Task goal:
Search the material for the word "GaveUp" and copy each line that holds it.

[[ Records to process, beginning ]]

//! File Registry
//!
//! Maps routing keys to their `FileGenerator`s and evicts generators whose
//! file stayed empty for too long.
//!
//! ## Lock order
//!
//! ```text
//! for_key:     map (read, then write on miss) ── released ──> generator
//! sweep_stale:                          generator ──> map (write)
//! ```
//!
//! The map lock is never held while waiting on a generator, so the two
//! paths cannot deadlock. A writer that wins the generator lock after the
//! sweep evicted it sees the evicted flag and looks the key up again.

use crate::spool::clock::Timestamp;
use crate::spool::file_generator::{FileFactory, FileGenerator, GeneratorGuard};
use crate::spool::periodic::PeriodicTask;
use crate::spool::staging_file::StagingError;
use parking_lot::{Mutex, RwLock};
use std::collections::HashMap;
use std::sync::atomic::{AtomicBool, Ordering};
use std::sync::{Arc, Weak};
use std::time::Duration;
use tracing::{debug, info, warn};

pub struct FileRegistry {
    factory: FileFactory,
    stale_file_age: Duration,
    generators: RwLock<HashMap<String, Arc<FileGenerator>>>,
    sweeper: Mutex<Option<PeriodicTask>>,
    closed: AtomicBool,
}

impl std::fmt::Debug for FileRegistry {
    fn fmt(&self, f: &mut std::fmt::Formatter<'_>) -> std::fmt::Result {
        f.debug_struct("FileRegistry")
            .field("factory", &self.factory)
            .field("stale_file_age", &self.stale_file_age)
            .field("keys", &self.len())
            .finish()
    }
}

impl FileRegistry {
    pub fn new(factory: FileFactory, stale_file_age: Duration) -> Self {
        FileRegistry {
            factory,
            stale_file_age,
            generators: RwLock::new(HashMap::new()),
            sweeper: Mutex::new(None),
            closed: AtomicBool::new(false),
        }
    }

    /// Start sweeping stale generators every `interval`
    pub fn start_sweeper(self: &Arc<Self>, interval: Duration) -> std::io::Result<()> {
        let registry: Weak<FileRegistry> = Arc::downgrade(self);
        let task = PeriodicTask::spawn("spool-stale-sweep", interval, move || {
            if let Some(registry) = registry.upgrade() {
                registry.sweep_stale();
            }
        })?;
        *self.sweeper.lock() = Some(task);
        Ok(())
    }

    /// Run `f` with exclusive access to the generator of `key`, creating the
    /// generator on first use.
    pub fn for_key<R>(
        &self,
        key: &str,
        f: impl FnOnce(&mut GeneratorGuard<'_>) -> R,
    ) -> Result<R, StagingError> {
        loop {
            let generator = self.get_or_create(key)?;
            let mut guard = generator.lock();
            if !guard.is_evicted() {
                return Ok(f(&mut guard));
            }
            debug!(key = %key, "Generator evicted while waiting, retrying lookup");
        }
    }

    /// Like `for_key`, but never creates a generator. None when the key
    /// has no live generator.
    pub fn for_existing_key<R>(
        &self,
        key: &str,
        f: impl FnOnce(&mut GeneratorGuard<'_>) -> R,
    ) -> Option<R> {
        let generator = self.generators.read().get(key).cloned()?;
        let mut guard = generator.lock();
        if guard.is_evicted() {
            return None;
        }
        Some(f(&mut guard))
    }

    /// Run `f` for every live generator, one key at a time
    pub fn for_each(&self, mut f: impl FnMut(&mut GeneratorGuard<'_>)) {
        for generator in self.snapshot() {
            let mut guard = generator.lock();
            if !guard.is_evicted() {
                f(&mut guard);
            }
        }
    }

    pub fn keys(&self) -> Vec<String> {
        self.generators.read().keys().cloned().collect()
    }

    pub fn len(&self) -> usize {
        self.generators.read().len()
    }

    pub fn is_empty(&self) -> bool {
        self.len() == 0
    }

    /// Evict every generator whose current file is empty and older than
    /// the stale age. Returns the evicted keys.
    pub fn sweep_stale(&self) -> Vec<String> {
        let mut evicted = Vec::new();

        for generator in self.snapshot() {
            let mut guard = generator.lock();
            if guard.is_evicted() {
                continue;
            }
            let now = guard.now();
            match is_stale(&mut guard, now, self.stale_file_age) {
                Ok(false) => continue,
                Ok(true) => {}
                Err(e) => {
                    warn!(key = %guard.key(), error = %e, "Failed to inspect staging file");
                    continue;
                }
            }

            guard.mark_evicted();
            {
                let mut map = self.generators.write();
                if map
                    .get(guard.key())
                    .is_some_and(|current| Arc::ptr_eq(current, &generator))
                {
                    map.remove(guard.key());
                }
            }
            if let Err(e) = guard.current_file().delete() {
                warn!(key = %guard.key(), error = %e, "Failed to delete stale staging file");
            }
            evicted.push(guard.key().to_string());
        }

        if !evicted.is_empty() {
            info!(count = evicted.len(), "Evicted stale file generators");
        }
        evicted
    }

    /// Stop the sweep timer. Files are left as they are. Idempotent.
    pub fn close(&self) {
        if self.closed.swap(true, Ordering::SeqCst) {
            return;
        }
        let task = self.sweeper.lock().take();
        if let Some(mut task) = task {
            task.stop();
        }
        debug!("File registry closed");
    }

    pub fn is_closed(&self) -> bool {
        self.closed.load(Ordering::SeqCst)
    }

    fn snapshot(&self) -> Vec<Arc<FileGenerator>> {
        self.generators.read().values().cloned().collect()
    }

    fn get_or_create(&self, key: &str) -> Result<Arc<FileGenerator>, StagingError> {
        if let Some(generator) = self.generators.read().get(key) {
            return Ok(generator.clone());
        }

        // File creation happens outside the map lock; a racer that loses
        // the insert removes its own file.
        let created = Arc::new(FileGenerator::new(key, self.factory.clone())?);
        let existing = {
            let mut map = self.generators.write();
            match map.get(key) {
                Some(generator) => Some(generator.clone()),
                None => {
                    map.insert(key.to_string(), created.clone());
                    None
                }
            }
        };

        match existing {
            Some(generator) => {
                if let Err(e) = created.with_exclusive_access(|g| g.current_file().delete()) {
                    warn!(key = %key, error = %e, "Failed to delete unused staging file");
                }
                Ok(generator)
            }
            None => {
                debug!(key = %key, "Created file generator");
                Ok(created)
            }
        }
    }
}

fn is_stale(
    guard: &mut GeneratorGuard<'_>,
    now: Timestamp,
    max_age: Duration,
) -> Result<bool, StagingError> {
    let file = guard.current_file();
    Ok(file.is_empty()? && now.saturating_sub(file.created_at()) > max_age)
}

impl Drop for FileRegistry {
    fn drop(&mut self) {
        self.close();
    }
}
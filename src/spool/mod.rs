//! Rotating Staging Spool
//!
//! Buffers a stream of records into local staging files, one per routing
//! key, and ships finished files to an object store. Delivery is
//! at-least-once: a file is deleted locally only after the store accepted
//! it, and files left behind by a crash are re-uploaded on the next start.
//!
//! ## Architecture
//!
//! ```text
//! (Event, Bytes) ──> SpoolOutput ──> FileRegistry ──> FileGenerator ──> StagingFile
//!                        │                                  │
//!                  RotationPolicy ◄─────────────────────────┘
//!                        │ seal
//!                        ▼
//!                    Uploader ──> ObjectStore (in-memory / local fs / S3)
//!                        │
//!                  delete temp dir
//! ```
//!
//! ## On-disk layout
//!
//! ```text
//! {staging_dir}/{uuid}/{routing key}/spool.{uuid}.{%Y-%m-%dT%H.%M}.part-{n}.{data|gz}
//! ```

pub mod clock;
pub mod config;
pub mod dst;
pub mod event;
pub mod file_generator;
pub mod file_registry;
pub mod object_store;
pub mod output;
pub mod periodic;
pub mod recovery;
pub mod rotation;
#[cfg(feature = "s3")]
pub mod s3_store;
pub mod simulated_store;
pub mod staging_file;
pub mod uploader;

pub use clock::{Clock, SimulatedClock, SystemClock, Timestamp};
pub use config::{ConfigError, Encoding, OutputConfig, RotationStrategy, StoreConfig, StoreKind};
pub use dst::{
    run_spool_dst_batch, summarize_spool_dst_batch, SpoolDSTConfig, SpoolDSTHarness,
    SpoolDSTResult,
};
pub use event::{Event, KeyTemplate};
pub use file_generator::{FileFactory, FileGenerator, GeneratorGuard};
pub use file_registry::FileRegistry;
pub use object_store::{
    InMemoryObjectStore, LocalFsObjectStore, ObjectMetadata, ObjectStore, ObjectStoreError,
};
pub use output::{build_store, OutputError, SpoolOutput};
pub use periodic::PeriodicTask;
pub use recovery::{recover_staging_dir, RecoveryStats};
pub use rotation::RotationPolicy;
#[cfg(feature = "s3")]
pub use s3_store::S3ObjectStore;
pub use simulated_store::{SimulatedObjectStore, SimulatedStoreConfig, SimulatedStoreStats};
pub use staging_file::{normalize_routing_key, SealedFile, StagingError, StagingFile};
pub use uploader::{
    delete_on_complete, CompletionCallback, UploadError, UploadOutcome, Uploader, UploaderConfig,
    UploaderStats,
};
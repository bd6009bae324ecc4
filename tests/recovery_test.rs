//! Restart Recovery Tests
//!
//! Files left in the staging directory by a previous run (crash, or uploads
//! that gave up) are uploaded by the next start and then removed.

use bytes::Bytes;
use object_spool::spool::{
    Event, InMemoryObjectStore, OutputConfig, SimulatedClock, SimulatedObjectStore,
    SimulatedStoreConfig, SpoolOutput, UploadError, Uploader, UploaderConfig,
};
use serde_json::json;
use std::path::Path;
use std::sync::Arc;
use std::time::Duration;

fn record(kind: &str, line: &str) -> (Event, Bytes) {
    let fields = json!({ "type": kind, "message": line });
    let event = match fields {
        serde_json::Value::Object(map) => Event::new(map),
        _ => unreachable!(),
    };
    (event, Bytes::from(format!("{}\n", line)))
}

fn count_files(dir: &Path) -> usize {
    std::fs::read_dir(dir)
        .map(|entries| {
            entries
                .filter_map(Result::ok)
                .map(|entry| {
                    let path = entry.path();
                    if path.is_dir() {
                        count_files(&path)
                    } else {
                        1
                    }
                })
                .sum()
        })
        .unwrap_or(0)
}

fn plant(root: &Path, relative: &str, contents: &[u8]) {
    let path = root.join(relative);
    std::fs::create_dir_all(path.parent().unwrap()).unwrap();
    std::fs::write(path, contents).unwrap();
}

#[test]
fn test_leftover_files_uploaded_on_start() {
    let dir = tempfile::tempdir().unwrap();
    plant(dir.path(), "run-a/app/spool.a.part-0.data", b"one\ntwo\n");
    plant(dir.path(), "run-a/app/spool.a.part-1.data", b"three\n");
    plant(dir.path(), "run-b/web/nested/spool.b.part-0.data", b"four\n");
    plant(dir.path(), "run-b/web/spool.b.part-1.data", b"");

    let store = InMemoryObjectStore::new();
    let output = SpoolOutput::start_with(
        OutputConfig::test(dir.path().to_path_buf()),
        Arc::new(store.clone()),
        Arc::new(SimulatedClock::default()),
    )
    .unwrap();

    let stats = output.recovery_stats().unwrap();
    assert_eq!(stats.queued, 3);
    assert_eq!(stats.bytes_queued, 19);
    assert_eq!(stats.deleted_empty, 1);
    output.stop();

    let objects = store.objects("spool");
    assert_eq!(objects.get("app/spool.a.part-0.data").unwrap().as_ref(), b"one\ntwo\n");
    assert_eq!(objects.get("app/spool.a.part-1.data").unwrap().as_ref(), b"three\n");
    assert_eq!(objects.get("web/nested/spool.b.part-0.data").unwrap().as_ref(), b"four\n");
    assert_eq!(objects.len(), 3);
    assert_eq!(std::fs::read_dir(dir.path()).unwrap().count(), 0);
}

#[test]
fn test_recovery_disabled_leaves_files() {
    let dir = tempfile::tempdir().unwrap();
    plant(dir.path(), "run-a/app/spool.a.part-0.data", b"kept\n");

    let store = InMemoryObjectStore::new();
    let config = OutputConfig {
        recover: false,
        ..OutputConfig::test(dir.path().to_path_buf())
    };
    let output =
        SpoolOutput::start_with(config, Arc::new(store.clone()), Arc::new(SimulatedClock::default()))
            .unwrap();
    assert!(output.recovery_stats().is_none());
    output.stop();

    assert!(store.is_empty());
    assert!(dir.path().join("run-a/app/spool.a.part-0.data").exists());
}

#[test]
fn test_top_level_files_are_not_touched() {
    let dir = tempfile::tempdir().unwrap();
    plant(dir.path(), "README", b"not ours\n");

    let store = InMemoryObjectStore::new();
    let output = SpoolOutput::start_with(
        OutputConfig::test(dir.path().to_path_buf()),
        Arc::new(store.clone()),
        Arc::new(SimulatedClock::default()),
    )
    .unwrap();
    assert_eq!(output.recovery_stats().unwrap().skipped, 1);
    output.stop();

    assert!(store.is_empty());
    assert!(dir.path().join("README").exists());
}

#[test]
fn test_given_up_uploads_recovered_after_restart() {
    let dir = tempfile::tempdir().unwrap();
    let store = InMemoryObjectStore::new();
    let faulty = Arc::new(SimulatedObjectStore::new(
        store.clone(),
        7,
        SimulatedStoreConfig::no_faults(),
    ));
    faulty.fail_next(1_000);

    let config = OutputConfig {
        max_upload_attempts: Some(2),
        retry_delay: Duration::from_millis(1),
        ..OutputConfig::test(dir.path().to_path_buf())
    };
    let output = SpoolOutput::start_with(config, faulty.clone(), Arc::new(SimulatedClock::default()))
        .unwrap();
    let batch: Vec<_> = (0..4).map(|i| record("app", &format!("line-{}", i))).collect();
    output.deliver(&batch).unwrap();
    output.stop();

    assert!(store.is_empty());
    assert_eq!(output.uploader_stats().gave_up, 1);
    assert_eq!(count_files(dir.path()), 1);
    drop(output);

    let restarted = SpoolOutput::start_with(
        OutputConfig::test(dir.path().to_path_buf()),
        Arc::new(store.clone()),
        Arc::new(SimulatedClock::default()),
    )
    .unwrap();
    assert_eq!(restarted.recovery_stats().unwrap().queued, 1);
    restarted.stop();

    let objects = store.objects("spool");
    assert_eq!(objects.len(), 1);
    let (key, data) = objects.iter().next().unwrap();
    assert!(key.starts_with("app/spool."));
    assert_eq!(data.as_ref(), b"line-0\nline-1\nline-2\nline-3\n");
    assert_eq!(count_files(dir.path()), 0);
}

#[test]
fn test_uploader_reports_give_up() {
    let dir = tempfile::tempdir().unwrap();
    plant(dir.path(), "run/app/spool.x.part-0.data", b"payload\n");
    let faulty = Arc::new(SimulatedObjectStore::new(
        InMemoryObjectStore::new(),
        1,
        SimulatedStoreConfig::no_faults(),
    ));
    faulty.fail_next(10);

    let uploader = Uploader::new(
        faulty,
        UploaderConfig {
            max_attempts: Some(3),
            retry_delay: Duration::from_millis(1),
            ..UploaderConfig::from_output(&OutputConfig::test(dir.path().to_path_buf()))
        },
    )
    .unwrap();
    let sealed = object_spool::spool::SealedFile::from_existing(
        &dir.path().join("run/app/spool.x.part-0.data"),
        dir.path(),
    )
    .unwrap();

    match uploader.upload(sealed, None) {
        Err(UploadError::GaveUp { key, attempts, .. }) => {
            assert_eq!(key, "app/spool.x.part-0.data");
            assert_eq!(attempts, 3);
        }
        other => panic!("expected GaveUp, got {:?}", other),
    }
    assert!(dir.path().join("run/app/spool.x.part-0.data").exists());
    uploader.close();
}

[[ Records to process, end ]]

Task answer:
        Err(UploadError::GaveUp { key, attempts, .. }) => {
        other => panic!("expected GaveUp, got {:?}", other),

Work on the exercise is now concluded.